第24話 平穏な日々と、岬の不穏
アルノは、これから始まる三日間の薬草採取に向けて、念入りに道具を準備した。
愛用の薬草鎌、通気性の良い採集袋、そして根を傷めないための移植ゴテ。かつて伝説の竜を駆ったその手は、今や繊細な薬草を扱うための「職人の手」へと馴染みつつあった。
【初日:マーヤの森】
目的地は、王都からも近いマーヤの森だ。狙いは「コリステマ」。料理のアクセントにも使われるコリアンダー(パクチー)に似た独特の芳香を持つ薬草だ。

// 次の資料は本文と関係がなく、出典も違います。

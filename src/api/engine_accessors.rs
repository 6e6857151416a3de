use std::sync::Arc;

use serde_json::Value;
use tracing::{debug, warn};

use crate::core::{ColorScale, Dataset, Datum, Margins, MarginsPatch, XTickFormat, YTickFormat};
use crate::render::Scene;

use super::{BarChart, ChartConfig, ChartConfigPatch, ConfigProperty};

impl<S: Scene> BarChart<S> {
    /// Canonical names of every configurable property.
    #[must_use]
    pub fn configurable_properties() -> &'static [ConfigProperty] {
        &ConfigProperty::ALL
    }

    #[must_use]
    pub fn config(&self) -> &ChartConfig {
        &self.config
    }

    #[must_use]
    pub fn canvas_height(&self) -> f64 {
        self.config.canvas_height
    }

    /// Sets the canvas height; non-finite or non-positive values are ignored.
    pub fn set_canvas_height(&mut self, height: f64) -> &mut Self {
        if accept_dimension("canvasHeight", height) {
            self.config.canvas_height = height;
        }
        self
    }

    #[must_use]
    pub fn canvas_width(&self) -> f64 {
        self.config.canvas_width
    }

    /// Sets the canvas width; non-finite or non-positive values are ignored.
    pub fn set_canvas_width(&mut self, width: f64) -> &mut Self {
        if accept_dimension("canvasWidth", width) {
            self.config.canvas_width = width;
        }
        self
    }

    #[must_use]
    pub fn color_scale(&self) -> &ColorScale {
        &self.config.color_scale
    }

    pub fn set_color_scale(&mut self, scale: ColorScale) -> &mut Self {
        self.config.color_scale = scale;
        self
    }

    /// Stored dataset, or `None` while undefined.
    #[must_use]
    pub fn graph_data(&self) -> Option<&Dataset> {
        self.config.graph_data.as_ref()
    }

    /// Stores a dataset without drawing.
    pub fn set_graph_data(&mut self, data: Dataset) -> &mut Self {
        self.config.graph_data = Some(data);
        self
    }

    /// Marks the dataset undefined; draws are skipped until data is set again.
    pub fn clear_graph_data(&mut self) -> &mut Self {
        self.config.graph_data = None;
        self
    }

    #[must_use]
    pub fn margins(&self) -> Margins {
        self.config.margins
    }

    /// Merges the given sides into the current margins.
    ///
    /// Sides that are non-finite or negative keep their prior value.
    pub fn set_margins(&mut self, margins: impl Into<MarginsPatch>) -> &mut Self {
        let rejected = self.config.margins.merge(margins.into());
        if !rejected.is_empty() {
            warn!(sides = ?rejected, "ignoring invalid margin values");
        }
        self
    }

    #[must_use]
    pub fn x_data_metric(&self) -> &str {
        &self.config.x_data_metric
    }

    pub fn set_x_data_metric(&mut self, field: impl Into<String>) -> &mut Self {
        self.config.x_data_metric = field.into();
        self
    }

    #[must_use]
    pub fn x_tick_format(&self) -> &XTickFormat {
        &self.config.x_tick_format
    }

    pub fn set_x_tick_format(
        &mut self,
        format: impl Fn(&Datum) -> String + Send + Sync + 'static,
    ) -> &mut Self {
        self.config.x_tick_format = Arc::new(format);
        self
    }

    #[must_use]
    pub fn y_data_metric(&self) -> &str {
        &self.config.y_data_metric
    }

    pub fn set_y_data_metric(&mut self, field: impl Into<String>) -> &mut Self {
        self.config.y_data_metric = field.into();
        self
    }

    #[must_use]
    pub fn y_tick_format(&self) -> &YTickFormat {
        &self.config.y_tick_format
    }

    pub fn set_y_tick_format(
        &mut self,
        format: impl Fn(f64, usize) -> String + Send + Sync + 'static,
    ) -> &mut Self {
        self.config.y_tick_format = Arc::new(format);
        self
    }

    /// Applies every property carried by `patch` through its setter.
    pub fn apply_patch(&mut self, patch: ChartConfigPatch) -> &mut Self {
        debug!(properties = ?patch.properties(), "applying chart configuration");
        if let Some(height) = patch.canvas_height {
            self.set_canvas_height(height);
        }
        if let Some(width) = patch.canvas_width {
            self.set_canvas_width(width);
        }
        if let Some(scale) = patch.color_scale {
            self.set_color_scale(scale);
        }
        if let Some(data) = patch.graph_data {
            self.set_graph_data(data);
        }
        if let Some(margins) = patch.margins {
            self.set_margins(margins);
        }
        if let Some(field) = patch.x_data_metric {
            self.set_x_data_metric(field);
        }
        if let Some(format) = patch.x_tick_format {
            self.config.x_tick_format = format;
        }
        if let Some(field) = patch.y_data_metric {
            self.set_y_data_metric(field);
        }
        if let Some(format) = patch.y_tick_format {
            self.config.y_tick_format = format;
        }
        self
    }

    /// Applies the recognized keys of a JSON configuration object.
    ///
    /// Unknown keys have no effect.
    pub fn apply_json_config(&mut self, config: &Value) -> &mut Self {
        self.apply_patch(ChartConfigPatch::from_json(config))
    }
}

fn accept_dimension(property: &'static str, value: f64) -> bool {
    if value.is_finite() && value > 0.0 {
        return true;
    }
    warn!(property, value, "ignoring invalid canvas dimension");
    false
}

アルノは森の柔らかな木漏れ日の中、腰を落として丁寧にコリステマを摘んでいく。
「ふむ、いい香りだ。これなら家の料理にも少し使えるな……」
魔物の気配もなく、ただ風の音と鳥のさえずりだけが響く。まさに、これこそがアルノの求めていたスローライフな冒険者の姿だった。
【二日目:テスラト草原】
二日目は一転して、視界の開けたテスラト草原へ。ここでは切り傷に特効がある「ラトマ」の採取が目的だ。
風にそよぐ緑の波をかき分け、赤褐色の葉を持つラトマを探す。
「あった。これは質の良いラトマだ。根を少し残して……よし」
時折、遠くで野うさぎが跳ねるのを見守りながら、アルノは穏やかな時間を満喫した。
【三日目:ズーガ岬】
そして運命の三日目。アルノは王都の最果て、断崖絶壁が続くズーガ岬へと足を運んだ。
ここでしか採れない「リックステール」という薬草が依頼の品だ。その名の通り、リックスという小動物のふさふさとした尻尾にそっくりな姿をした、希少な強壮薬の原料である。
海風が強く吹き抜ける岬。アルノは岩陰に生える銀色の綿毛のようなリックステールを見つけ、手を伸ばした。
「……ん?」
その時、潮騒に混じって「不自然な音」がアルノの耳に届いた。
金属が擦れ合う音。そして、数人の男たちの荒い息遣い。
「おいおい……嘘だろ。今日はただの薬草採取のはずなんだがな」
アルノはリックステールを素早く採集袋に収めると、低く身を隠した。